:: Exercise description ::
Which lines of the data contain the string "match"? Copy every one.

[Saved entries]

※

//! Commands the driver answers itself instead of forwarding them.
//!
//! [`AndroidCommands`] carries the generic Android behavior as default
//! methods; [`crate::SessionOrchestrator`] overrides what the Espresso server
//! does better.

use std::sync::Arc;

use async_trait::async_trait;
use serde_json::{Map, Value};
use spresso_protocol::{DeviceInfo, Method, ProxyRequest};
use spresso_runtime::{
	DEFAULT_RECORDING_TIME_LIMIT_SECS, DeviceControl, MAX_RECORDING_TIME_LIMIT_SECS, NATIVE_CONTEXT,
	RecordingOptions, StreamOptions, TestServer, WEBVIEW_CONTEXT_PREFIX, WebviewConnector,
};
use tracing::{debug, info, warn};

use crate::error::{Result, SessionError};
use crate::session::SessionContext;

#[async_trait]
pub trait AndroidCommands: Send + Sync {
	fn session(&self) -> Result<&SessionContext>;

	fn session_mut(&mut self) -> Result<&mut SessionContext>;

	fn webview_connector(&self) -> Option<Arc<dyn WebviewConnector>>;

	fn device(&self) -> Result<Arc<dyn DeviceControl>> {
		self.session()?
			.device
			.clone()
			.ok_or(SessionError::NoSuchSession)
	}

	fn default_context_name(&self) -> &'static str {
		NATIVE_CONTEXT
	}

	/// `WEBVIEW_<appPackage>`.
	fn default_webview_name(&self) -> Result<String> {
		let package = self.session()?.opts.app_package.clone().unwrap_or_default();
		Ok(format!("{WEBVIEW_CONTEXT_PREFIX}{package}"))
	}

	async fn get_current_context(&self) -> Result<String> {
		Ok(self.session()?.current_context.clone())
	}

	async fn get_contexts(&self) -> Result<Vec<String>> {
		let mut contexts = vec![self.default_context_name().to_string()];
		if let Some(connector) = self.webview_connector() {
			let device = self.device()?;
			contexts.extend(connector.webview_contexts(&*device).await?);
		}
		Ok(contexts)
	}

	async fn set_context(&mut self, name: &str) -> Result<()> {
		let name = if name.is_empty() { self.default_context_name() } else { name };
		if self.session()?.current_context == name {
			return Ok(());
		}
		if name == self.default_context_name() {
			self.session_mut()?.current_context = name.to_string();
			return Ok(());
		}

		let contexts = self.get_contexts().await?;
		if !contexts.iter().any(|context| context == name) {
			return Err(SessionError::NoSuchContext(name.to_string()));
		}
		let connector = self
			.webview_connector()
			.ok_or_else(|| SessionError::NoSuchContext(name.to_string()))?;

		let attached = self
			.session()?
			.webview
			.clone()
			.filter(|driver| driver.context_name() == name);
		let driver = match attached {
			Some(driver) => driver,
			None => {
				if let Some(previous) = self.session_mut()?.webview.take() {
					if let Err(err) = previous.stop().await {
						warn!(target = "spresso.session", error = %err, "failed to stop previous web view engine");
					}
				}
				let device = self.device()?;
				let opts = self.session()?.opts.clone();
				connector.attach(device, name, &opts).await?
			}
		};

		let ctx = self.session_mut()?;
		ctx.webview = Some(driver);
		ctx.current_context = name.to_string();
		debug!(target = "spresso.session", context = name, "context switched");
		Ok(())
	}

	async fn get_current_activity(&self) -> Result<String> {
		Ok(self.device()?.focused_activity().await?.1)
	}

	async fn get_current_package(&self) -> Result<String> {
		Ok(self.device()?.focused_activity().await?.0)
	}

	async fn mobile_get_device_info(&self) -> Result<DeviceInfo> {
		Ok(self.device()?.device_info().await?)
	}

	/// Server of the running session, for commands relayed as JSON values.
	fn test_server(&self) -> Result<Arc<dyn TestServer>> {
		self.session()?
			.server
			.clone()
			.ok_or(SessionError::NoSuchSession)
	}

	async fn get_screenshot(&self) -> Result<String> {
		Ok(self.device()?.screenshot().await?)
	}

	async fn get_settings(&self) -> Result<Value> {
		Ok(self
			.test_server()?
			.proxy_command(Method::Get, "/appium/settings", None)
			.await?)
	}

	async fn update_settings(&self, settings: Value) -> Result<Value> {
		Ok(self
			.test_server()?
			.proxy_command(Method::Post, "/appium/settings", Some(settings))
			.await?)
	}

	async fn start_recording_screen(&mut self, options: &RecordingOptions) -> Result<()> {
		self.device()?.start_screen_recording(options).await?;
		self.session_mut()?.recording.screen_recording = true;
		Ok(())
	}

	/// Returns the base64 video, empty when nothing was recording.
	async fn stop_recording_screen(&mut self) -> Result<String> {
		let video = self.device()?.stop_screen_recording().await;
		self.session_mut()?.recording.screen_recording = false;
		Ok(video?.unwrap_or_default())
	}

	async fn mobile_start_screen_streaming(&mut self, options: &StreamOptions) -> Result<()> {
		self.device()?.start_screen_streaming(options).await?;
		self.session_mut()?.recording.screen_streaming = true;
		Ok(())
	}

	async fn mobile_stop_screen_streaming(&mut self) -> Result<()> {
		let stopped = self.device()?.stop_screen_streaming().await;
		self.session_mut()?.recording.screen_streaming = false;
		stopped?;
		Ok(())
	}

	/// Runs `mobile: <command>`. Device-level commands stay on the host; the
	/// rest are implemented by the on-device server.
	async fn execute_mobile(&mut self, command: &str, args: Value) -> Result<Value> {
		debug!(target = "spresso.session", command, "mobile command");
		match command {
			"getDeviceInfo" => Ok(serde_json::to_value(self.mobile_get_device_info().await?)?),
			"startScreenStreaming" => {
				self.mobile_start_screen_streaming(&stream_options(&args)?).await?;
				Ok(Value::Null)
			}
			"stopScreenStreaming" => {
				self.mobile_stop_screen_streaming().await?;
				Ok(Value::Null)
			}
			"isMediaProjectionRecordingRunning" => {
				Ok(Value::from(self.device()?.is_media_projection_recording_running().await?))
			}
			"stopMediaProjectionRecording" => {
				self.device()?.stop_media_projection_recording().await?;
				Ok(Value::Null)
			}
			_ => {
				let path = format!("/appium/execute_mobile/{command}");
				Ok(self
					.test_server()?
					.proxy_command(Method::Post, &path, Some(args))
					.await?)
			}
		}
	}
}

/// Locally handled commands.
#[derive(Debug, Clone, Copy, PartialEq, Eq)]
pub enum LocalCommand {
	GetSession,
	GetContext,
	GetContexts,
	SetContext,
	CurrentActivity,
	CurrentPackage,
	GetTimeouts,
	SetTimeouts,
	Screenshot,
	GetSettings,
	UpdateSettings,
	Execute,
	StartRecordingScreen,
	StopRecordingScreen,
}

impl LocalCommand {
	/// Maps `(method, /session/<id>/<suffix>)` to a handler.
	pub fn parse(method: Method, path: &str) -> Option<Self> {
		let rest = path.strip_prefix("/session/")?;
		let suffix = rest.find('/').map_or("", |idx| &rest[idx..]);
		let command = match (method, suffix.trim_end_matches('/')) {
			(Method::Get, "") => Self::GetSession,
			(Method::Get, "/context") => Self::GetContext,
			(Method::Get, "/contexts") => Self::GetContexts,
			(Method::Post, "/context") => Self::SetContext,
			(Method::Get, "/appium/device/current_activity") => Self::CurrentActivity,
			(Method::Get, "/appium/device/current_package") => Self::CurrentPackage,
			(Method::Get, "/timeouts") => Self::GetTimeouts,
			(Method::Post, "/timeouts") => Self::SetTimeouts,
			(Method::Get, "/screenshot") => Self::Screenshot,
			(Method::Get, "/appium/settings") => Self::GetSettings,
			(Method::Post, "/appium/settings") => Self::UpdateSettings,
			(Method::Post, "/execute" | "/execute/sync") => Self::Execute,
			(Method::Post, "/appium/start_recording_screen") => Self::StartRecordingScreen,
			(Method::Post, "/appium/stop_recording_screen") => Self::StopRecordingScreen,
			_ => return None,
		};
		Some(command)
	}
}

/// Runs a locally handled command and returns the W3C `value`.
pub async fn execute_local<C>(commands: &mut C, method: Method, path: &str, body: Option<Value>) -> Result<Value>
where
	C: AndroidCommands + ?Sized,
{
	let Some(command) = LocalCommand::parse(method, path) else {
		return Err(SessionError::UnknownCommand(format!(
			"The command '{method} {path}' is not implemented"
		)));
	};
	let body = body.unwrap_or(Value::Null);

	let value = match command {
		LocalCommand::GetSession => commands.session()?.caps.clone().into_value(),
		LocalCommand::GetContext => Value::from(commands.get_current_context().await?),
		LocalCommand::GetContexts => Value::from(commands.get_contexts().await?),
		LocalCommand::SetContext => {
			let name = match body.get("name") {
				Some(Value::String(name)) => name.clone(),
				Some(Value::Null) | None => String::new(),
				Some(other) => {
					return Err(SessionError::InvalidArgument(format!(
						"Context name must be a string, got {other}"
					)));
				}
			};
			commands.set_context(&name).await?;
			Value::Null
		}
		LocalCommand::CurrentActivity => Value::from(commands.get_current_activity().await?),
		LocalCommand::CurrentPackage => Value::from(commands.get_current_package().await?),
		LocalCommand::GetTimeouts => Value::Object(commands.session()?.timeouts.clone()),
		LocalCommand::SetTimeouts => {
			let Value::Object(values) = body else {
				return Err(SessionError::InvalidArgument("Timeouts must be a JSON object".to_string()));
			};
			commands.session_mut()?.timeouts.extend(values);
			Value::Null
		}
		LocalCommand::Screenshot => Value::from(commands.get_screenshot().await?),
		LocalCommand::GetSettings => commands.get_settings().await?,
		LocalCommand::UpdateSettings => {
			if !body.get("settings").is_some_and(Value::is_object) {
				return Err(SessionError::InvalidArgument("'settings' must be a JSON object".to_string()));
			}
			commands.update_settings(body).await?
		}
		LocalCommand::Execute => execute_script(commands, method, path, body).await?,
		LocalCommand::StartRecordingScreen => {
			let options = recording_options(body.get("options").unwrap_or(&Value::Null))?;
			commands.start_recording_screen(&options).await?;
			info!(target = "spresso.session", time_limit = options.time_limit_secs, "screen recording started");
			Value::Null
		}
		LocalCommand::StopRecordingScreen => Value::from(commands.stop_recording_screen().await?),
	};
	Ok(value)
}

/// `mobile:` scripts run anywhere; other scripts only inside a web view.
async fn execute_script<C>(commands: &mut C, method: Method, path: &str, body: Value) -> Result<Value>
where
	C: AndroidCommands + ?Sized,
{
	let Some(script) = body.get("script").and_then(Value::as_str) else {
		return Err(SessionError::InvalidArgument("'script' must be a string".to_string()));
	};
	if let Some(command) = script.trim().strip_prefix("mobile:") {
		let command = command.trim();
		if command.is_empty() {
			return Err(SessionError::InvalidArgument("The mobile command name is missing".to_string()));
		}
		let args = match body.get("args") {
			Some(Value::Array(args)) => args.first().cloned().unwrap_or(Value::Null),
			Some(other) => other.clone(),
			None => Value::Null,
		};
		let args = if args.is_null() { Value::Object(Map::new()) } else { args };
		return commands.execute_mobile(command, args).await;
	}

	let ctx = commands.session()?;
	let driver = match &ctx.webview {
		Some(driver) if ctx.in_webview_context() => driver.clone(),
		_ => {
			return Err(SessionError::UnknownCommand(
				"Only 'mobile:' scripts can be executed in the native context".to_string(),
			));
		}
	};
	let response = driver
		.proxy(ProxyRequest {
			method,
			path: path.to_string(),
			body: serde_json::to_vec(&body)?,
		})
		.await?;
	let mut payload: Value = serde_json::from_slice(&response.body)?;
	let value = payload.get_mut("value").map(Value::take).unwrap_or(Value::Null);
	if response.status >= 400 {
		let message = value
			.get("message")
			.and_then(Value::as_str)
			.unwrap_or("script execution failed");
		return Err(spresso_runtime::Error::Webview(message.to_string()).into());
	}
	Ok(value)
}

/// Reads `startRecordingScreen` options; `timeLimit` may be a number or a numeric string.
fn recording_options(options: &Value) -> Result<RecordingOptions> {
	let number = |key: &str| -> Result<Option<u32>> {
		let parsed = match options.get(key) {
			None | Some(Value::Null) => return Ok(None),
			Some(Value::Number(n)) => n.as_u64().and_then(|n| u32::try_from(n).ok()),
			Some(Value::String(s)) => s.trim().parse().ok(),
			Some(_) => None,
		};
		parsed
			.map(Some)
			.ok_or_else(|| SessionError::InvalidArgument(format!("'{key}' must be a positive integer")))
	};

	let time_limit_secs = number("timeLimit")?.unwrap_or(DEFAULT_RECORDING_TIME_LIMIT_SECS);
	if time_limit_secs == 0 || time_limit_secs > MAX_RECORDING_TIME_LIMIT_SECS {
		return Err(SessionError::InvalidArgument(format!(
			"'timeLimit' must be in range 1..={MAX_RECORDING_TIME_LIMIT_SECS} seconds, got {time_limit_secs}"
		)));
	}
	Ok(RecordingOptions {
		time_limit_secs,
		bit_rate: number("bitRate")?,
		video_size: options.get("videoSize").and_then(Value::as_str).map(str::to_string),
	})
}

fn stream_options(args: &Value) -> Result<StreamOptions> {
	let mut options = StreamOptions::default();
	if let Some(host) = args.get("host").and_then(Value::as_str) {
		options.host = host.to_string();
	}
	match args.get("port") {
		None | Some(Value::Null) => {}
		Some(port) => {
			options.port = port
				.as_u64()
				.and_then(|port| u16::try_from(port).ok())
				.ok_or_else(|| SessionError::InvalidArgument(format!("'port' must be a TCP port, got {port}")))?;
		}
	}
	Ok(options)
}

※

:: Output below ::
		let driver = match attached {
		match command {
		let command = match (method, suffix.trim_end_matches('/')) {
	let value = match command {
			let name = match body.get("name") {
		let args = match body.get("args") {
	let driver = match &ctx.webview {
		let parsed = match options.get(key) {
	match args.get("port") {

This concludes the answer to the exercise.